Nestes termos e com os fundamentos expostos, o tribunal julga procedente a excepção de caducidade do direito de acção, e, em consequência, declara extinto o direito que as autoras AA, (...) pretendiam exercer e absolve do pedia a Ré Laboratórios CC, Ld. (...) "- S) da MA resp. 14° da BI. 19. A autora, representada pela Ré interpôs recurso da decisão que julgou improcedente a invocação de justo impedimento e que julgou procedente a excepção de caducidade para o Tribunal da Relação de Lisboa, tendo para o efeito apresentado as alegações que constituem fls. 58 a 60 (agravo) e fls. 65 e 66 (apelação) - T) da MA resp. 14a da BI. 20.No referido Tribunal ambos os recursos foram julgados improcedentes pelo Acórdão que constitui fls. 67 a 78, de 24 de Setembro de 2008, que, dada a sua extensão, aqui se dá integralmente por reproduzido - U) da MA resp. 14° da BI.
21. No referido Acórdão e em sede de fundamentos de facto foi consignado: " …

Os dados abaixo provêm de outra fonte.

//! 入口层的输入校验

use std::sync::LazyLock;

use regex::Regex;
use sha2::{Digest, Sha256};

use crate::error::NotificationError;

static USERNAME_RE: LazyLock<Regex> =
    LazyLock::new(|| Regex::new(r"^@[a-zA-Z0-9_]{5,}$").expect("用户名正则必须合法"));

const DANGEROUS_PATH_PATTERNS: [&str; 6] = ["../", "~/", "/etc/", "/root/", "/sys/", "/proc/"];

/// 接收方 ID：数字（可为负，群组/频道）或 `@username`
pub fn validate_recipient_id(id: &str) -> Result<(), NotificationError> {
    let digits = id.strip_prefix('-').unwrap_or(id);
    if !digits.is_empty() && digits.chars().all(|c| c.is_ascii_digit()) {
        return Ok(());
    }
    if USERNAME_RE.is_match(id) {
        return Ok(());
    }
    Err(NotificationError::InvalidRecipient(format!(
        "非法的接收方 ID: {id}"
    )))
}

/// 消息非空且不超过最大长度（按字符计）
pub fn validate_message(message: &str, max_length: usize) -> Result<(), NotificationError> {
    if message.trim().is_empty() {
        return Err(NotificationError::InvalidRequest(
            "消息内容不能为空".to_string(),
        ));
    }
    let len = message.chars().count();
    if len > max_length {
        return Err(NotificationError::InvalidRequest(format!(
            "消息过长 ({len} > {max_length} 字符)"
        )));
    }
    Ok(())
}

/// 拒绝空路径和指向敏感目录的路径
pub fn validate_file_path(path: &str) -> Result<(), NotificationError> {
    if path.trim().is_empty() {
        return Err(NotificationError::InvalidRequest(
            "文件路径不能为空".to_string(),
        ));
    }
    if DANGEROUS_PATH_PATTERNS.iter().any(|p| path.contains(p)) {
        return Err(NotificationError::InvalidRequest(format!(
            "文件路径不安全: {path}"
        )));
    }
    Ok(())
}

/// Webhook 令牌校验
///
/// 先对双方取 SHA-256 摘要，再逐字节异或比较，耗时与令牌内容和长度无关。
pub fn validate_webhook_token(token: &str, expected: &str) -> bool {
    if token.is_empty() || expected.is_empty() {
        return false;
    }
    let a = Sha256::digest(token.as_bytes());
    let b = Sha256::digest(expected.as_bytes());
    a.iter().zip(b.iter()).fold(0u8, |acc, (x, y)| acc | (x ^ y)) == 0
}

#[cfg(test)]
mod tests {
    use super::*;

    #[test]
    fn test_recipient_id_formats() {
        assert!(validate_recipient_id("123456789").is_ok());
        assert!(validate_recipient_id("-1001234567890").is_ok());
        assert!(validate_recipient_id("@my_channel").is_ok());

        assert!(validate_recipient_id("@abc").is_err());
        assert!(validate_recipient_id("-").is_err());
        assert!(validate_recipient_id("12a3").is_err());
        assert!(validate_recipient_id("@bad-name").is_err());
    }

    #[test]
    fn test_message_length_counts_chars() {
        assert!(validate_message("hello", 5).is_ok());
        assert!(validate_message("hello!", 5).is_err());
        assert!(validate_message("   ", 10).is_err());
        // 多字节字符按字符计
        assert!(validate_message("通知服务", 4).is_ok());
    }

    #[test]
    fn test_file_path_rejects_sensitive_locations() {
        assert!(validate_file_path("/tmp/report.pdf").is_ok());
        assert!(validate_file_path("reports/weekly.csv").is_ok());

        for bad in ["", "../secret", "~/notes", "/etc/passwd", "/root/.ssh/id", "/proc/1/environ"] {
            assert!(validate_file_path(bad).is_err(), "{bad} 应被拒绝");
        }
    }

    #[test]
    fn test_webhook_token() {
        assert!(validate_webhook_token("s3cret", "s3cret"));
        assert!(!validate_webhook_token("s3cret", "s3cre"));
        assert!(!validate_webhook_token("S3cret", "s3cret"));
        assert!(!validate_webhook_token("", ""));
        assert!(!validate_webhook_token("x", ""));
    }
}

7. Em 23/10/200/, as AA intentaram a presente acção de impugnação de despedimento colectivo. 8. Em 30/10/2007. a mandatária das AA requereu a verificação de justo impedimento, alegando que só instaurou a acção naquela data, por ter estado afectada de doença prolongada, desde o início do ano de 2007, e acamada e totalmente impossibilitada, desde 27/09/2007 a 24/10/2007" - V) 1 da MA - verifica-se agora que existem dois factos numerados com a alínea V) - este e o seguinte -pelo que o facto seguinte será numerado por V) I - e resp. 14° da BI. Vejamos porquê: Decorre, claramente, do art. 146", n." 2 CPC, a obrigação da parte requerer a prática extemporânea do acto, alegando e provando o justo impedimento, logo que cesse a causa impeditiva. Tendo o direito de impugnar judicialmente o despedimento, por parte da Autora AA, caducado 15 dias antes de se iniciar a alegada causa impeditiva da propositura da acção e tendo, em relação às demais AA., o incidente de justo impedimento sido deduzido extemporaneamente (sete ou oito dias após a cessação do evento), tornou-se inútil a apreciação do fundamento nele invocado. De qualquer formai, sempre se dirá que, em manifesta contradição com o que as recorrentes afirmam na sua alegação de recurso, foi a sua mandatária que afirmou expressamente, no artigo 3" do requerimento de fls. 16, que a causa impeditiva da propositura atempada da acção judiciai cessou, em 24 de Outubro de 2007, pelo que não tendo sido invocada a existência de erro ou lapso na indicação dessa data e tendo a petição inicial sido apresentada em juízo em 23 de Outubro de 2007 - portanto, em data anterior à cessação do alegado evento impeditivo - isso significa que, afinal, não existiu justo e verdadeiro impedimento para a prorrogação do prazo peremptório. Por outro lado, foi a própria mandatária das recorrentes que alegou sofrer de doença prolongada, desde o início de 2007, pelo que não se pode caracterizar como evento imprevisível, não o sendo, por si só, o facto de ter estado impedida de ausentar do seu domicilio, facto que atenta a natureza da doença não é manifestamente imprevisível, já que em doenças deste cariz não pode estar fora de cogitação o impedimento de trabalhar mesmo por força de crises em determinados períodos que agravam o estado geral, de forma que não pode considerar-se que tenha ocorrido um evento independente da vontade da mandatária das recorrentes que o dever de cuidado e diligência normal não pudesse fazer prever.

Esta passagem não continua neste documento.